La pathologie du cé-(pa)ma-fot (100 % made in Matnik)
Comment sortir de ce marasme du cé(pa) ma-fot local ?
Je participe à la table ronde sur les rythmes scolaires : les autorités souhaitent en effet recueillir le point de vue de plusieurs acteurs sociaux, tous sont pratiquement représentés : professeurs, associations de parents, anthropologues (Serge Domi et moi-même), représentants des transports scolaires, syndicats divers, porte-parole lycéen etc…
Tous sont là, presqu’embarassés de cette responsabilité qui leur incombe de « participer à une consultation locale ».
Le recteur semble consterné. Il insiste sur la nécessité de faire des propositions concrètes. Tous (ou presque) biaisent. On croit qu’on « dit » et on ne dit rien, ou du moins on « fait semblant »; On s’écoute parler dans un monologue pathétique mêlé d’une rhétorique communale d’un autre temps (pour certains).

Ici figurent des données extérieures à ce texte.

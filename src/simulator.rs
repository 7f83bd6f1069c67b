//! Fault-injecting UDP relay for deterministic testing.
//!
//! Real networks drop and duplicate packets.  To exercise the reliability
//! mechanisms without depending on actual network conditions, a [`Relay`]
//! sits between a sender and a receiver: the sender is pointed at the relay's
//! address, and the relay forwards every datagram to the other side unless
//! its [`FaultPlan`] says otherwise.
//!
//! | Fault            | Description                                        |
//! |------------------|----------------------------------------------------|
//! | Targeted drop    | Drop the n-th datagram matching a [`DropRule`].    |
//! | Random loss      | Drop any datagram with probability `loss_rate`.    |
//! | Duplication      | Deliver a datagram twice with `duplicate_rate`.    |
//!
//! Random faults come from a seeded RNG so failures are reproducible.  Every
//! datagram the relay sees is recorded in a [`Trace`], dropped or not.

use std::net::SocketAddr;
use std::sync::{Arc, Mutex, MutexGuard};

use rand::rngs::StdRng;
use rand::{Rng, SeedableRng};
use tokio::task::JoinHandle;

use crate::packet::{flags, Packet};
use crate::socket::{Socket, SocketError};

/// Which way a datagram travels through the relay.
#[derive(Debug, Clone, Copy, PartialEq, Eq)]
pub enum Direction {
    /// Sender → receiver.
    Forward,
    /// Receiver → sender.
    Backward,
}

/// Which packets a [`DropRule`] counts.
#[derive(Debug, Clone, Copy, PartialEq, Eq)]
pub enum Matcher {
    /// Packets whose flags are exactly this value.
    Flags(u16),
    /// Packets that carry a payload.
    Data,
    /// Everything.
    Any,
}

impl Matcher {
    fn matches(&self, pkt: &Packet) -> bool {
        match *self {
            Matcher::Flags(f) => pkt.header.flags == f,
            Matcher::Data => !pkt.payload.is_empty(),
            Matcher::Any => true,
        }
    }
}

/// Drop the `nth` (1-based) packet travelling in `direction` that matches.
/// `nth == 0` drops every match.
#[derive(Debug, Clone, Copy, PartialEq, Eq)]
pub struct DropRule {
    pub direction: Direction,
    pub matcher: Matcher,
    pub nth: usize,
}

impl DropRule {
    /// Drop the first ACK (without SYN/FIN) the receiver sends back.
    pub fn first_ack() -> Self {
        Self {
            direction: Direction::Backward,
            matcher: Matcher::Flags(flags::ACK),
            nth: 1,
        }
    }

    /// Drop every packet travelling in `direction` that matches.
    pub fn every(direction: Direction, matcher: Matcher) -> Self {
        Self {
            direction,
            matcher,
            nth: 0,
        }
    }
}

/// Configuration for the fault-injection model.
///
/// Probabilities are in the range `[0.0, 1.0]`.
#[derive(Debug, Clone)]
pub struct FaultPlan {
    pub rules: Vec<DropRule>,
    /// Probability that any given datagram is silently dropped.
    pub loss_rate: f64,
    /// Probability that a forwarded datagram is delivered twice.
    pub duplicate_rate: f64,
    pub seed: u64,
}

impl Default for FaultPlan {
    fn default() -> Self {
        // No faults by default: the relay is a transparent pass-through.
        Self {
            rules: Vec::new(),
            loss_rate: 0.0,
            duplicate_rate: 0.0,
            seed: 0,
        }
    }
}

impl FaultPlan {
    pub fn with_drop(mut self, rule: DropRule) -> Self {
        self.rules.push(rule);
        self
    }
}

/// One datagram seen by the relay.
#[derive(Debug, Clone, PartialEq, Eq)]
pub struct TraceEntry {
    pub direction: Direction,
    pub packet: Packet,
    pub dropped: bool,
}

/// Shared, append-only record of relay traffic.
#[derive(Debug, Clone, Default)]
pub struct Trace(Arc<Mutex<Vec<TraceEntry>>>);

impl Trace {
    fn push(&self, entry: TraceEntry) {
        lock(&self.0).push(entry);
    }

    /// Snapshot of everything recorded so far.
    pub fn entries(&self) -> Vec<TraceEntry> {
        lock(&self.0).clone()
    }

    /// Packets sent in `direction` (including dropped ones) matching `matcher`.
    pub fn count(&self, direction: Direction, matcher: Matcher) -> usize {
        lock(&self.0)
            .iter()
            .filter(|e| e.direction == direction && matcher.matches(&e.packet))
            .count()
    }
}

fn lock<T>(m: &Mutex<T>) -> MutexGuard<'_, T> {
    // A panicking test thread must not hide the trace from the others.
    m.lock().unwrap_or_else(|poisoned| poisoned.into_inner())
}

/// A running relay.  Dropping it stops forwarding.
pub struct Relay {
    /// Address the sender should connect to.
    pub local_addr: SocketAddr,
    trace: Trace,
    handle: JoinHandle<()>,
}

impl Relay {
    /// Bind on loopback and forward to `server`.
    pub async fn start(server: SocketAddr, plan: FaultPlan) -> Result<Self, SocketError> {
        let socket = Socket::bind(SocketAddr::from(([127, 0, 0, 1], 0))).await?;
        let local_addr = socket.local_addr;
        let trace = Trace::default();
        let handle = tokio::spawn(forward(socket, server, plan, trace.clone()));
        log::debug!("[relay] {local_addr} → {server}");
        Ok(Self {
            local_addr,
            trace,
            handle,
        })
    }

    pub fn trace(&self) -> &Trace {
        &self.trace
    }
}

impl Drop for Relay {
    fn drop(&mut self) {
        self.handle.abort();
    }
}

async fn forward(socket: Socket, server: SocketAddr, plan: FaultPlan, trace: Trace) {
    let mut rng = StdRng::seed_from_u64(plan.seed);
    let mut client: Option<SocketAddr> = None;
    let mut seen = vec![0usize; plan.rules.len()];

    loop {
        let (bytes, from) = match socket.recv_raw().await {
            Ok(v) => v,
            Err(e) => {
                log::warn!("[relay] stopping: {e}");
                return;
            }
        };

        let (direction, dest) = if from == server {
            match client {
                Some(c) => (Direction::Backward, c),
                None => continue,
            }
        } else {
            client = Some(from);
            (Direction::Forward, server)
        };

        // Undecodable datagrams pass through untouched and unrecorded.
        let Ok(packet) = Packet::decode(&bytes) else {
            let _ = socket.send_raw(&bytes, dest).await;
            continue;
        };

        let mut dropped = false;
        for (rule, count) in plan.rules.iter().zip(seen.iter_mut()) {
            if rule.direction == direction && rule.matcher.matches(&packet) {
                *count += 1;
                if rule.nth == 0 || *count == rule.nth {
                    dropped = true;
                }
            }
        }
        if !dropped && plan.loss_rate > 0.0 && rng.gen_bool(plan.loss_rate) {
            dropped = true;
        }

        log::debug!(
            "[relay] {direction:?} seq={} ack={} flags={:#x} len={}{}",
            packet.header.seq,
            packet.header.ack,
            packet.header.flags,
            packet.payload.len(),
            if dropped { " DROPPED" } else { "" }
        );
        trace.push(TraceEntry {
            direction,
            packet,
            dropped,
        });
        if dropped {
            continue;
        }

        let _ = socket.send_raw(&bytes, dest).await;
        if plan.duplicate_rate > 0.0 && rng.gen_bool(plan.duplicate_rate) {
            let _ = socket.send_raw(&bytes, dest).await;
        }
    }
}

On a peur de prendre la moindre décision et d’essuyer la moindre critique. Certains se déportent sur la responsabilité de l’autre en faisant invocations et évocations à leur nécessaire consultation. On veut consulter untel, et untel et untel; Ne se croit-on pas « représentatif » ? Croit-on que l’autre est plus « compétent » ? Dans ce magma d’auto-dénigrement, d’auto-sabotage de mutilation volontaire de sa responsabilité politique, le peuple vogue au gré de la vague et préfère (c’est plus commode) critiquer à tout va les décisions que l’autre aura l’audace de prendre (sans le consulter, c’est plus commode de le penser) après y avoir été contraint faute de vraies propositions. Il y a un an, je pense à la proposition éconduite de passer à l’article 74, qui m’a laissé sans voix. Cela révèle sans doute le manque de confiance en nos élus. Mais qui les a élus ? Est-ce donc que l’on n’a pas confiance en nos propres choix ? Alors dans ce cas, il faut réclamer précisément des changements politiques, un renouvellement … Non, il est de bon ton de préférer le statut-quo comme s’il était consécutif à notre bonheur quand bien même serions-nous en difficulté, quand bien-même notre nature serait violée, l’aménagement de notre territoire dénuée de vision futuriste, quand bien-même notre île serait réduite à un îlot coupé de sa culture régionale, quand bien même notre développement serait basé sur l’unique volonté de sucer les subventions en tout genre, en oubliant l’essentiel : le bien-être des populations locales.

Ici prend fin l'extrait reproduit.